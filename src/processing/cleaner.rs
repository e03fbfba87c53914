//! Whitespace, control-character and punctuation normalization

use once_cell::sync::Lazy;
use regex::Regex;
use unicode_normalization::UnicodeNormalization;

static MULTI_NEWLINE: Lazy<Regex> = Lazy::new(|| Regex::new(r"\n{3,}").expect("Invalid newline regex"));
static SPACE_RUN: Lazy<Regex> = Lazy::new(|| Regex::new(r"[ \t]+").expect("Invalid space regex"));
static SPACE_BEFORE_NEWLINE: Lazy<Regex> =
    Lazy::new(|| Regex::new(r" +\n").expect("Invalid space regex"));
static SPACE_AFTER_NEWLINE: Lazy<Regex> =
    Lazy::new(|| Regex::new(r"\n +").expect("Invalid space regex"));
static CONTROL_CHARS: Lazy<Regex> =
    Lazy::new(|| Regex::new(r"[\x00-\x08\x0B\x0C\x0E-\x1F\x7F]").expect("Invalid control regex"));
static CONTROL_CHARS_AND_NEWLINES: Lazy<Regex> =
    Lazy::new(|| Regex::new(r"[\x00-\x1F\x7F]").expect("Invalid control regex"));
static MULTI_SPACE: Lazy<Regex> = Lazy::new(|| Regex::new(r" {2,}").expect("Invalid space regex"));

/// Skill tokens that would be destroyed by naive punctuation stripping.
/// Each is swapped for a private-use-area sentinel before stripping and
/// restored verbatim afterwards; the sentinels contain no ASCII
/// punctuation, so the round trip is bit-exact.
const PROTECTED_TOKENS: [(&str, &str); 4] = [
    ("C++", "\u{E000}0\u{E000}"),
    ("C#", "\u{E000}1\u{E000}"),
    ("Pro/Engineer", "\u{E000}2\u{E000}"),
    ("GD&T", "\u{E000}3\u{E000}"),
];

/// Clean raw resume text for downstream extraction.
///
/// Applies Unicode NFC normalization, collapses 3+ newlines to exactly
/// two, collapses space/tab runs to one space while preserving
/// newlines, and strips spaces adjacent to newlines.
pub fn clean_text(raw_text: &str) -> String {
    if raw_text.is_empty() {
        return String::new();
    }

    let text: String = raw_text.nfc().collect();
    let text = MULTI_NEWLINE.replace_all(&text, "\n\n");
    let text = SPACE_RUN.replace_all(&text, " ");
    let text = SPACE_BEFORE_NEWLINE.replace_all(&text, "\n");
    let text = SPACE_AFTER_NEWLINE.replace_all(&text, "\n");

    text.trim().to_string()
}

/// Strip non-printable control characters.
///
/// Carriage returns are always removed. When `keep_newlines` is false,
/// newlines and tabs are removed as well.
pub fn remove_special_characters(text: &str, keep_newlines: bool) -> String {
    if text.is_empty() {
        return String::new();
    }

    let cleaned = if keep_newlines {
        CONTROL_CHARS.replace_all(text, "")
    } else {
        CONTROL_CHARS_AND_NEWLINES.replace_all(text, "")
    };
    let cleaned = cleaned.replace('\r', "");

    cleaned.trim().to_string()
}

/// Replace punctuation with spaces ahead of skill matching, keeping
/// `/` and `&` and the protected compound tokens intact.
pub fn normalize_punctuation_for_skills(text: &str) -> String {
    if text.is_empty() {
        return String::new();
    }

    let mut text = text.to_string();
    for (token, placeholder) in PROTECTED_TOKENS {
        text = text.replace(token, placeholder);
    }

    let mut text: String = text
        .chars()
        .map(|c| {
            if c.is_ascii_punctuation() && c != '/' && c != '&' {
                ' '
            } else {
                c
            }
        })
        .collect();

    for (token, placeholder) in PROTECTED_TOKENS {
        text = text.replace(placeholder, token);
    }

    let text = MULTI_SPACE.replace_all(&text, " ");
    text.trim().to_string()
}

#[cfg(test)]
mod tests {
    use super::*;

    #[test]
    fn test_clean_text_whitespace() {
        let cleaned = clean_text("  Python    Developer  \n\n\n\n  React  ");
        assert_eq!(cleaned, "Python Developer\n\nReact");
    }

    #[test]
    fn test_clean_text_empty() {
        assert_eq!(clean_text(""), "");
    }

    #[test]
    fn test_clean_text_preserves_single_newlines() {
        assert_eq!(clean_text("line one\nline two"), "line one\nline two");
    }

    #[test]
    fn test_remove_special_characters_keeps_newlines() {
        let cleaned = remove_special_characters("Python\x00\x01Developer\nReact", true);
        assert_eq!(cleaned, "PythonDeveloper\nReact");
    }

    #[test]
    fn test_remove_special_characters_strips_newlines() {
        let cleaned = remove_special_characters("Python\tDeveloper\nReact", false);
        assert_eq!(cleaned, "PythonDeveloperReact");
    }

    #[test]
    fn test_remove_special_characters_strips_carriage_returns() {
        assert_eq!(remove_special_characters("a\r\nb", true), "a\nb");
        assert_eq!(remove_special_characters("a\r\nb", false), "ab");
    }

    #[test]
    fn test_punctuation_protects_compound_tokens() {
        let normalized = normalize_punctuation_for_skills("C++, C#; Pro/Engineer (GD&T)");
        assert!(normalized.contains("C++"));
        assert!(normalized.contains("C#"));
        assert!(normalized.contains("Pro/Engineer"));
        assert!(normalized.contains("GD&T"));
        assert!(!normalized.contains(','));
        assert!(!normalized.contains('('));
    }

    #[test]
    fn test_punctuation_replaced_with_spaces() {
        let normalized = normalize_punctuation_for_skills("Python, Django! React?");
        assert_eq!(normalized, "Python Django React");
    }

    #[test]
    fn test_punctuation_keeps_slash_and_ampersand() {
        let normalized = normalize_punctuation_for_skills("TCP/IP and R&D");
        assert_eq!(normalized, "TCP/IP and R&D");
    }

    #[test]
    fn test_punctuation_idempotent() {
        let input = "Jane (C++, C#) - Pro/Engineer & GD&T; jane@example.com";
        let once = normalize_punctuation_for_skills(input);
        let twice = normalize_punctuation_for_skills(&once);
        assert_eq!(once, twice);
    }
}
═══
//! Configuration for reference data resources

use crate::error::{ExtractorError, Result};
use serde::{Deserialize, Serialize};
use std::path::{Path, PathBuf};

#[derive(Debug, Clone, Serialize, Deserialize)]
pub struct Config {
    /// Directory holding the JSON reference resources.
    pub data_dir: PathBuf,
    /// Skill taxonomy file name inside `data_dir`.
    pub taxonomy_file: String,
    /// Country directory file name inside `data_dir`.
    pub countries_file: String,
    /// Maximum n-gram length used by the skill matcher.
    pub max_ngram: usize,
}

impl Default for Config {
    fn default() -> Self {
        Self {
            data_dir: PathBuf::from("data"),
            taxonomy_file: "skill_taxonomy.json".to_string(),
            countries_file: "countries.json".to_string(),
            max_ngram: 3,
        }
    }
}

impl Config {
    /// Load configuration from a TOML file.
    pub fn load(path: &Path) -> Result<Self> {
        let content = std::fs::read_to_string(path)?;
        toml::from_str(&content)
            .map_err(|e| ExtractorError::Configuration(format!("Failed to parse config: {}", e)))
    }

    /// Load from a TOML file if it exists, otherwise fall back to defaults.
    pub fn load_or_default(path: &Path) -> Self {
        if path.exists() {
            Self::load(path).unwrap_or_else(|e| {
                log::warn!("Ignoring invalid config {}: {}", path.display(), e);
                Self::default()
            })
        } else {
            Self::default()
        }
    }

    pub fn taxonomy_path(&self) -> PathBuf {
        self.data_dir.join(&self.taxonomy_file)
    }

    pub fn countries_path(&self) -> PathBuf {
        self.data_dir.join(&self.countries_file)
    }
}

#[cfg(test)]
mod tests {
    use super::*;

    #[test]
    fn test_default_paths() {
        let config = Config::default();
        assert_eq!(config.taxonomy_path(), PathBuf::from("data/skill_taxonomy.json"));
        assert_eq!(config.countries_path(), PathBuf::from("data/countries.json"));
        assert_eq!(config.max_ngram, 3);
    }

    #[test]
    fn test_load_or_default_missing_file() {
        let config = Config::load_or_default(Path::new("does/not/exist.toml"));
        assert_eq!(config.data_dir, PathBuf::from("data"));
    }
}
═══
• _ACTIVITY_: Lines in the records above that carry the word "collapses" are to be located and copied.

• _EXERCISE SOLUTION_:
/// Applies Unicode NFC normalization, collapses 3+ newlines to exactly
/// two, collapses space/tab runs to one space while preserving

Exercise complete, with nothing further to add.